Neither did I understand that Sharon was not complimenting me on my verbal nimbleness in avoiding how I felt about dying, by saying that I was better at hiding than all her other patients combined, but really saying, “WTH? How come I have to work so hard with you? Get with the program. You’re here to deal with stuff, not avoid it.”

Actually, she did say that. She wasn’t as polite as Helen. She got tired of being so tired with me, and so grabbed my feet and dragged them to the fire.

My first oncologist said I’d be dead in a year or two. At least, that’s what I heard. [1] Quite a few people, including the bishop, informed me that our insurance would pay for me to go to a shrink as part of the treatment for cancer. [2] There seemed to be a whole lot of people who wanted me to go to a shrink. They didn’t say it, but there was an implied “at last.”

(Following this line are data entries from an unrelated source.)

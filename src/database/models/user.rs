use chrono::{DateTime, Utc};
use serde::{Deserialize, Serialize};
use sqlx::FromRow;
use uuid::Uuid;

use super::location::Location;

/// Account role, ordered by rank. Role/location mutation requires a strictly
/// higher-ranked actor.
#[derive(Debug, Clone, Copy, PartialEq, Eq, Hash, Serialize, Deserialize, sqlx::Type)]
#[serde(rename_all = "snake_case")]
#[sqlx(type_name = "user_role", rename_all = "snake_case")]
pub enum Role {
    Citizen,
    SectorAdmin,
    DistrictAdmin,
    SuperAdmin,
}

impl Role {
    pub fn rank(&self) -> u8 {
        match self {
            Role::Citizen => 0,
            Role::SectorAdmin => 1,
            Role::DistrictAdmin => 2,
            Role::SuperAdmin => 3,
        }
    }

    pub fn is_admin(&self) -> bool {
        !matches!(self, Role::Citizen)
    }

    pub fn as_str(&self) -> &'static str {
        match self {
            Role::Citizen => "citizen",
            Role::SectorAdmin => "sector_admin",
            Role::DistrictAdmin => "district_admin",
            Role::SuperAdmin => "super_admin",
        }
    }
}

impl std::fmt::Display for Role {
    fn fmt(&self, f: &mut std::fmt::Formatter<'_>) -> std::fmt::Result {
        f.write_str(self.as_str())
    }
}

#[derive(Debug, Clone, Serialize, FromRow)]
pub struct User {
    pub id: Uuid,
    pub name: String,
    pub email: String,
    /// Argon2 PHC string. Never leaves the server.
    #[serde(skip_serializing)]
    pub password_hash: String,
    pub role: Role,
    #[sqlx(flatten)]
    pub location: Location,
    pub created_at: DateTime<Utc>,
}

#[cfg(test)]
mod tests {
    use super::*;

    #[test]
    fn rank_is_total_order() {
        assert!(Role::SuperAdmin.rank() > Role::DistrictAdmin.rank());
        assert!(Role::DistrictAdmin.rank() > Role::SectorAdmin.rank());
        assert!(Role::SectorAdmin.rank() > Role::Citizen.rank());
    }

    #[test]
    fn password_hash_never_serialized() {
        let user = User {
            id: Uuid::new_v4(),
            name: "Alice".into(),
            email: "alice@example.com".into(),
            password_hash: "$argon2id$v=19$secret".into(),
            role: Role::Citizen,
            location: Location::new("Kigali", "Gasabo", "Remera"),
            created_at: Utc::now(),
        };
        let json = serde_json::to_value(&user).unwrap();
        assert!(json.get("password_hash").is_none());
        assert_eq!(json["role"], "citizen");
        assert_eq!(json["location"]["sector"], "Remera");
    }
}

The problem was that to get ready to die, I had to look at my life, and I didn’t want to do that. Plato said that “the unexamined life is not worth living.” But what did he know? Little Jack Horner did no self-examination. He sat in a corner all by himself, and he got a plum in his pie. Eating pie is a lot better than examining your life. Sharon didn’t understand that.

 


During the years that I was both surviving cancer and still pastoring a church, I became, by default, a shrink for children, not just children in our church, but in the whole town. I had no training as a child therapist, but people knew I liked kids, and my fee was zero. At one time I was seeing kids in every grade from third through tenth. Oh, and a preschooler when his grandfather was dying.

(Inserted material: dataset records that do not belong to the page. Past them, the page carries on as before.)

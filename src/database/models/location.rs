use serde::{Deserialize, Serialize};
use sqlx::FromRow;

/// Province/district/sector triple shared by users, complaints, discussions,
/// groups and feedback. Stored as three columns on each owning table.
#[derive(Debug, Clone, PartialEq, Eq, Serialize, Deserialize, FromRow)]
pub struct Location {
    pub province: String,
    pub district: String,
    pub sector: String,
}

impl Location {
    pub fn new(
        province: impl Into<String>,
        district: impl Into<String>,
        sector: impl Into<String>,
    ) -> Self {
        Self {
            province: province.into(),
            district: district.into(),
            sector: sector.into(),
        }
    }

    /// Full province+district+sector equality.
    pub fn matches_exactly(&self, other: &Location) -> bool {
        self == other
    }

    /// Province+district equality, ignoring sector. District admins match
    /// group and complaint locations under this relaxed rule.
    pub fn matches_district(&self, other: &Location) -> bool {
        self.province == other.province && self.district == other.district
    }
}

#[cfg(test)]
mod tests {
    use super::*;

    #[test]
    fn district_match_ignores_sector() {
        let a = Location::new("Kigali", "Gasabo", "Remera");
        let b = Location::new("Kigali", "Gasabo", "Kimironko");
        assert!(a.matches_district(&b));
        assert!(!a.matches_exactly(&b));
    }

    #[test]
    fn district_match_requires_province() {
        let a = Location::new("Kigali", "Gasabo", "Remera");
        let b = Location::new("Eastern", "Gasabo", "Remera");
        assert!(!a.matches_district(&b));
    }
}
use axum::{
    extract::{Path, State},
    response::IntoResponse,
    Extension, Json,
};
use serde::Deserialize;
use serde_json::json;
use uuid::Uuid;

use crate::database::models::{Location, Role};
use crate::error::ApiError;
use crate::middleware::CurrentUser;
use crate::services::users::UserService;
use crate::state::AppState;

/// GET /api/users/me
pub async fn me(Extension(CurrentUser(user)): Extension<CurrentUser>) -> impl IntoResponse {
    Json(json!({ "success": true, "data": user }))
}

#[derive(Deserialize)]
pub struct ChangeRoleRequest {
    pub role: Role,
    pub location: Option<Location>,
}

/// PATCH /api/users/:id/role - strictly-higher-rank promotion/demotion.
pub async fn change_role(
    State(state): State<AppState>,
    Extension(CurrentUser(actor)): Extension<CurrentUser>,
    Path(target_id): Path<Uuid>,
    Json(payload): Json<ChangeRoleRequest>,
) -> Result<impl IntoResponse, ApiError> {
    let service = UserService::new(state.pool.clone());
    let user = service
        .promote(&actor, target_id, payload.role, payload.location)
        .await?;

    Ok(Json(json!({ "success": true, "data": user })))
}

Pastors are supposed to be counselors of a sort--speaking personal words of encouragement and comfort--and we get enough education in what is called “pastoral care” to be truly dangerous. I wasn’t particularly dangerous, though, because I was so bad at it. If someone said, “My wife doesn’t understand me,” I was inclined to say things like, “That’s the stupidest thing I ever heard. What’s to understand? Get over yourself. Stop examining your life and eat some pie.”

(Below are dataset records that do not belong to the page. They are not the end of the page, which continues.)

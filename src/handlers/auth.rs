use axum::{extract::State, http::StatusCode, response::IntoResponse, Json};
use serde::Deserialize;
use serde_json::json;

use crate::database::models::{Location, Role};
use crate::error::ApiError;
use crate::services::users::{NewUser, UserService};
use crate::state::AppState;

#[derive(Deserialize)]
pub struct RegisterRequest {
    pub name: String,
    pub email: String,
    pub password: String,
    /// Requesting anything but citizen is rejected; elevated accounts come
    /// from bootstrap or promotion.
    pub role: Option<Role>,
    pub location: Location,
}

#[derive(Deserialize)]
pub struct LoginRequest {
    #[serde(default)]
    pub email: String,
    #[serde(default)]
    pub password: String,
}

/// POST /api/auth/register
pub async fn register(
    State(state): State<AppState>,
    Json(payload): Json<RegisterRequest>,
) -> Result<impl IntoResponse, ApiError> {
    let service = UserService::new(state.pool.clone());
    let (user, token) = service
        .register(NewUser {
            name: payload.name,
            email: payload.email,
            password: payload.password,
            role: payload.role,
            location: payload.location,
        })
        .await?;

    Ok((
        StatusCode::CREATED,
        Json(json!({
            "success": true,
            "data": { "token": token, "user": user }
        })),
    ))
}

/// POST /api/auth/login
pub async fn login(
    State(state): State<AppState>,
    Json(payload): Json<LoginRequest>,
) -> Result<impl IntoResponse, ApiError> {
    let service = UserService::new(state.pool.clone());
    let (user, token) = service.login(&payload.email, &payload.password).await?;

    Ok(Json(json!({
        "success": true,
        "data": { "token": token, "user": user }
    })))
}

It was different with children. They didn’t say stupid things. They told stories to me--stories of monsters and magic plants, by little kids, stories of yearning and anxiety by bigger kids--and I told stories to them. Then we took the stories we had told each other and wrote new stories together.

My first oncologist was wrong about the “one to two years.” I’m now a 36 year cancer survivor. Plato is dead. So is my first oncologist. Sharon has retired, exhausted. And I’m eating pie and telling stories.

That’s what Sharon really did for me; she listened to my stories, and helped me write new ones. It’s only the untold story and the uneaten pie that aren’t worth living.

John Robert McFarland

1] You can read more about this in my NOW THAT I HAVE CANCER I AM WHOLE.

2] Technically I think “shrink” is reserved for psychiatrists, and Sharon was a psychologist. And I was just a story-teller.